The demand for longer and heavier trains to run at high speeds in the early 1920s necessitated larger steam engines. The resulting locomotive type built by the American Locomotive Company (ALCO), Baldwin and Lima Locomotive Works with a 4-6-4 wheel arrangement came to be known as a Hudson. These locomotives were initially ordered by the New York Central railroad and named after the Hudson river.
The 773 was the first postwar steamer introduced by Lionel in 1950 with a 4-6-4 wheel arrangement. It was built to the coveted 1:48 scale and the 773 is the engine known to collectors simply as The Hudson. The initial 773 from 1950 was only available for that one year but was reintroduced in 1964 and had Magnetraction, smoke and an operating headlight plus a 2426W "Lionel Lines" deluxe semi-scale, 12-wheel whistling tender which sported railings, grab rails, metal steps and rear ladders. The 773 was reintroduced in 1964 with a smaller 736W tender which strangely carried the “Pennsylvania” roadname.

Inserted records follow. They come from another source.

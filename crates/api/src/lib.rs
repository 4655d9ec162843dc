//! HTTP API server for the order lifecycle and billing engine.
//!
//! Exposes the order intents and settlement over REST, with structured
//! logging (tracing) and Prometheus metrics. Transport concerns end here;
//! all rules live in the `domain`, `order-store`, `ordering`, and
//! `settlement` crates.

pub mod config;
pub mod error;
pub mod routes;

use std::sync::Arc;

use axum::Router;
use axum::routing::{delete, get, post};
use metrics_exporter_prometheus::PrometheusHandle;
use order_store::OrderStore;
use ordering::{InMemoryMenuCatalog, InMemoryTableRegistry, OrderService};
use settlement::PaymentCoordinator;
use tower_http::cors::{Any, CorsLayer};
use tower_http::trace::TraceLayer;

use routes::orders::AppState;

/// Creates the Axum application router with all routes and shared state.
pub fn create_app<S: OrderStore + 'static>(
    state: Arc<AppState<S>>,
    metrics_handle: PrometheusHandle,
) -> Router {
    let metrics_router = Router::new()
        .route("/metrics", get(routes::metrics::get))
        .with_state(metrics_handle);

    Router::new()
        .route("/health", get(routes::health::check))
        .route("/orders", post(routes::orders::create::<S>))
        .route("/orders", get(routes::orders::list::<S>))
        .route("/orders/{id}", get(routes::orders::get::<S>))
        .route("/orders/{id}", delete(routes::orders::delete::<S>))
        .route("/orders/{id}/status", post(routes::orders::transition::<S>))
        .route("/orders/{id}/items", post(routes::orders::add_items::<S>))
        .route(
            "/orders/{id}/items/{item_id}/status",
            post(routes::orders::transition_item::<S>),
        )
        .route("/orders/{id}/pay", post(routes::orders::pay::<S>))
        .with_state(state)
        .merge(metrics_router)
        .layer(
            CorsLayer::new()
                .allow_origin(Any)
                .allow_methods(Any)
                .allow_headers(Any),
        )
        .layer(TraceLayer::new_for_http())
}

/// Creates the default application state over the given store, with
/// in-memory catalog and table collaborators.
///
/// The collaborator handles stay reachable through the state so embedding
/// processes (and tests) can seed menu items and tables.
pub fn create_default_state<S: OrderStore + Clone + 'static>(store: S) -> Arc<AppState<S>> {
    let catalog = InMemoryMenuCatalog::new();
    let tables = InMemoryTableRegistry::new();

    let orders = OrderService::new(store.clone(), catalog.clone(), tables.clone());
    let payments = PaymentCoordinator::new(store);

    Arc::new(AppState {
        orders,
        payments,
        catalog,
        tables,
    })
}
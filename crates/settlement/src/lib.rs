//! Settlement: marking orders paid and projecting invoices.
//!
//! [`PaymentCoordinator::mark_paid`] is the single entry point for settling
//! an order. It is idempotent (a duplicate call returns the same invoice it
//! produced the first time and changes nothing) and it commits the payment
//! flags, the resolved discount, and the settlement time in one versioned
//! store commit, which is the linearization point. [`Invoice`] is a pure
//! projection of the committed snapshot: same snapshot in, same bytes out.

mod coordinator;
mod error;
mod invoice;

pub use coordinator::{PaymentCoordinator, Settlement};
pub use error::SettlementError;
pub use invoice::{Invoice, InvoiceLine};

Lastly (and thankfully), Lionel made one final change and introduced the 773W tender which appropriately carried the New York Central roadname.

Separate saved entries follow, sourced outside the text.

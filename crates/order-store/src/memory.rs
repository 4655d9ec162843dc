use std::collections::HashMap;
use std::sync::Arc;

use async_trait::async_trait;
use common::OrderId;
use domain::Order;
use tokio::sync::RwLock;

use crate::{
    Result, StoreError, Version,
    store::{MutationFn, OrderStore, apply_mutation},
};

#[derive(Clone)]
struct StoredOrder {
    order: Order,
    version: Version,
}

/// In-memory order store.
///
/// Backs the unit and integration tests and provides the same optimistic
/// concurrency behavior as the PostgreSQL implementation.
#[derive(Clone, Default)]
pub struct InMemoryOrderStore {
    orders: Arc<RwLock<HashMap<OrderId, StoredOrder>>>,
}

impl InMemoryOrderStore {
    /// Creates a new empty in-memory store.
    pub fn new() -> Self {
        Self::default()
    }

    /// Returns the number of stored orders.
    pub async fn order_count(&self) -> usize {
        self.orders.read().await.len()
    }

    /// Clears all stored orders.
    pub async fn clear(&self) {
        self.orders.write().await.clear();
    }
}

#[async_trait]
impl OrderStore for InMemoryOrderStore {
    async fn get(&self, order_id: OrderId) -> Result<(Order, Version)> {
        let orders = self.orders.read().await;
        let stored = orders
            .get(&order_id)
            .ok_or(StoreError::NotFound(order_id))?;
        Ok((stored.order.clone(), stored.version))
    }

    async fn create(&self, order: Order) -> Result<(Order, Version)> {
        order.validate().map_err(StoreError::InvariantViolation)?;

        let mut orders = self.orders.write().await;
        let order_id = order.id();
        if orders.contains_key(&order_id) {
            return Err(StoreError::AlreadyExists(order_id));
        }

        let version = Version::initial();
        orders.insert(
            order_id,
            StoredOrder {
                order: order.clone(),
                version,
            },
        );
        Ok((order, version))
    }

    #[tracing::instrument(skip(self, mutation))]
    async fn commit(
        &self,
        order_id: OrderId,
        expected: Version,
        mutation: MutationFn,
    ) -> Result<(Order, Version)> {
        let mut orders = self.orders.write().await;
        let stored = orders
            .get_mut(&order_id)
            .ok_or(StoreError::NotFound(order_id))?;

        if stored.version != expected {
            metrics::counter!("order_store_commit_conflicts_total").increment(1);
            return Err(StoreError::VersionConflict {
                order_id,
                expected,
                actual: stored.version,
            });
        }

        let next = apply_mutation(&stored.order, mutation)?;
        stored.order = next.clone();
        stored.version = stored.version.next();

        metrics::counter!("order_store_commits_total").increment(1);
        Ok((next, stored.version))
    }

    async fn delete(&self, order_id: OrderId, expected: Version) -> Result<()> {
        let mut orders = self.orders.write().await;
        let stored = orders
            .get(&order_id)
            .ok_or(StoreError::NotFound(order_id))?;

        if stored.version != expected {
            return Err(StoreError::VersionConflict {
                order_id,
                expected,
                actual: stored.version,
            });
        }
        if stored.order.is_paid() {
            return Err(StoreError::Forbidden(order_id));
        }

        orders.remove(&order_id);
        Ok(())
    }

    async fn list(&self) -> Result<Vec<(Order, Version)>> {
        let orders = self.orders.read().await;
        let mut all: Vec<(Order, Version)> = orders
            .values()
            .map(|stored| (stored.order.clone(), stored.version))
            .collect();
        all.sort_by_key(|(order, _)| (order.created_at(), order.id().as_uuid()));
        Ok(all)
    }
}
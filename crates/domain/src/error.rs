//! Domain error types.

use thiserror::Error;

use crate::order::OrderItemId;
use crate::status::{ItemStatus, OrderStatus};

/// Errors produced by the order aggregate and its state machine.
///
/// None of these are transient: every variant signals a caller bug or a
/// stale client view, and must not be retried automatically.
#[derive(Debug, Error, PartialEq, Eq)]
pub enum OrderError {
    /// Requested order status is not reachable from the current one.
    #[error("invalid order transition: {current} -> {requested}")]
    InvalidTransition {
        current: OrderStatus,
        requested: OrderStatus,
    },

    /// Requested item status is not reachable from the current one.
    #[error("invalid item transition: {current} -> {requested}")]
    InvalidItemTransition {
        current: ItemStatus,
        requested: ItemStatus,
    },

    /// Order no longer accepts the change (paid, completed, or cancelled).
    #[error("order is closed (status: {status}, paid: {is_paid})")]
    OrderClosed { status: OrderStatus, is_paid: bool },

    /// No line with this id exists on the order.
    #[error("item not found in order: {item_id}")]
    ItemNotFound { item_id: OrderItemId },

    #[error("invalid quantity: {quantity} (must be greater than 0)")]
    InvalidQuantity { quantity: u32 },

    #[error("invalid unit price: {cents} cents (must not be negative)")]
    InvalidPrice { cents: i64 },

    #[error("discount out of range: {value} (must be between 0 and 100)")]
    InvalidDiscount { value: u8 },

    #[error("order has no items")]
    NoItems,

    #[error("order is already paid")]
    AlreadyPaid,

    /// Settlement requested for an order in a status that cannot be paid.
    #[error("cannot settle an order in {status} status")]
    NotPayable { status: OrderStatus },

    /// A paid order is missing its payment method or settlement time.
    #[error("a paid order must carry a payment method and settlement time")]
    MissingPaymentDetails,

    /// A mutation tried to rewrite immutable identity fields.
    #[error("order identity fields cannot change")]
    IdentityChanged,

    /// A mutation tried to flip `is_paid` back to false.
    #[error("a committed payment cannot be reverted")]
    PaymentReverted,

    /// A mutation tried to remove lines from the order.
    #[error("order items cannot be removed")]
    ItemsRemoved,

    /// A mutation changed a line's snapshot fields instead of its status.
    #[error("order item {item_id} may only change status")]
    ItemMutated { item_id: OrderItemId },

    /// A mutation changed monetary fields of an already-settled order.
    #[error("monetary fields of a settled order cannot change")]
    SettledOrderModified,
}
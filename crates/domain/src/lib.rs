//! Pure domain model for the restaurant order engine.
//!
//! Everything in this crate is synchronous, deterministic, and free of I/O:
//! the status state machine, the `Order` aggregate with its invariants, and
//! the billing computation. Persistence and orchestration live in the
//! `order-store`, `ordering`, and `settlement` crates.

mod billing;
mod error;
mod money;
mod order;
mod status;

pub use billing::{Totals, compute_totals};
pub use error::OrderError;
pub use money::{DiscountPercent, Money};
pub use order::{
    MenuItemId, Order, OrderItem, OrderItemId, PaymentMethod, TableId, validate_mutation,
};
pub use status::{ItemStatus, OrderStatus};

Lionel also introduced the 2046 in 1950 followed by the 2056 in 1952 and subsequently the 685 and 2055 in 1953 and finally the 646, 665 and 2065 in 1954. Those 4-6-4 steamers are smaller than the 773 and are commonly referred to as “baby” Hudsons. Lionel's baby Hudson locomotive quickly became the backbone of many middle-of-the-line outfits from 1950 through the 1960's. Additionally, the baby Hudson's are among of the best running locomotives of the entire postwar era.